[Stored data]
┄┄┄┄┄┄┄┄┄┄
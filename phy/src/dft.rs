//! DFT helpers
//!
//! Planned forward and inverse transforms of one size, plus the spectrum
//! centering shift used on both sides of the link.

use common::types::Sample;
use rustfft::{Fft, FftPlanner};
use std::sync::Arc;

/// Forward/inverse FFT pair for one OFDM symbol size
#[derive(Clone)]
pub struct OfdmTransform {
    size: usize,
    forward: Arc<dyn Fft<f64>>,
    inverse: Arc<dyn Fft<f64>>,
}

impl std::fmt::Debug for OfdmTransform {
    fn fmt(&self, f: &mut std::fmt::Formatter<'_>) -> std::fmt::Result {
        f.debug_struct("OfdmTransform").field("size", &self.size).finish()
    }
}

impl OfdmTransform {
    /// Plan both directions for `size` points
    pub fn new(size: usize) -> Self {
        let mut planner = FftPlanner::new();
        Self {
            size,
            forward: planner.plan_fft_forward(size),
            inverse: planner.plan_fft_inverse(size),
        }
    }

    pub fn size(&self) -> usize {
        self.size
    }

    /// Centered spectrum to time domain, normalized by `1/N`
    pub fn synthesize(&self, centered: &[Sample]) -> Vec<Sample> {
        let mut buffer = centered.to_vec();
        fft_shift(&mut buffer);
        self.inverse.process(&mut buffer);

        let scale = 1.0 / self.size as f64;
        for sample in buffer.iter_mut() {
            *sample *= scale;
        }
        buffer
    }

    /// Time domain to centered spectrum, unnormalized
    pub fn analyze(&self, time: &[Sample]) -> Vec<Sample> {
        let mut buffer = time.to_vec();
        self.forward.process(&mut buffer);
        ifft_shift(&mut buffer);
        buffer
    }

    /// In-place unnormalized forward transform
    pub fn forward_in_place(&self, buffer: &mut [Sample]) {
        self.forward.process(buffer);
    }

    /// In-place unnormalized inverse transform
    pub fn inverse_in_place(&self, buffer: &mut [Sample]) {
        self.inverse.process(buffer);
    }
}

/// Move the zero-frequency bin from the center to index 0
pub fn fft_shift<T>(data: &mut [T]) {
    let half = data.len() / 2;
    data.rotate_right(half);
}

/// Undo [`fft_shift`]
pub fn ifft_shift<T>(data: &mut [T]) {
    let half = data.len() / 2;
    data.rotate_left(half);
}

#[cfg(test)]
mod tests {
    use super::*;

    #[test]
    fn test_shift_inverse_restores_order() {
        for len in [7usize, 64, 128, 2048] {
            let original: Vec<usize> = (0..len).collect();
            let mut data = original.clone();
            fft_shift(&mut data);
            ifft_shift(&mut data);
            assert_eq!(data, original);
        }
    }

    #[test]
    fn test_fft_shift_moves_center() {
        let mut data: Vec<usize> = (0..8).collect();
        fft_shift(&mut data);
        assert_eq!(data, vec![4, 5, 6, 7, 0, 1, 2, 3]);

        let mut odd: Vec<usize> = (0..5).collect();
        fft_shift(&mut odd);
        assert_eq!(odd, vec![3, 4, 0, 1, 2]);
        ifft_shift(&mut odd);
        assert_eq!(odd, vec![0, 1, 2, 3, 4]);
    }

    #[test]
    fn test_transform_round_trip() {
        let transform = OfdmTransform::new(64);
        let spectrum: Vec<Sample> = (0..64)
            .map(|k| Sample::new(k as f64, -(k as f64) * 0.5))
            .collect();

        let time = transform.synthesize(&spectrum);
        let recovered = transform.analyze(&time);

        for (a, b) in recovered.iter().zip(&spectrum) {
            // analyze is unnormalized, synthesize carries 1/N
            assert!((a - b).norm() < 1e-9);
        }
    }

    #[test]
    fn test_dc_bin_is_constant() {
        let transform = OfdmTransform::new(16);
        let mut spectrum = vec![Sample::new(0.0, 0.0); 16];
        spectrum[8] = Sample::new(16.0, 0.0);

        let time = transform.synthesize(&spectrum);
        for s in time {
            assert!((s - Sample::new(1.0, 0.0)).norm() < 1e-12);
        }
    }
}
┄┄┄┄┄┄┄┄┄┄
* _Exercise_
Where the string "original" appears in a line of the entries, count that line, and state the total alone.

* _Written solution_
3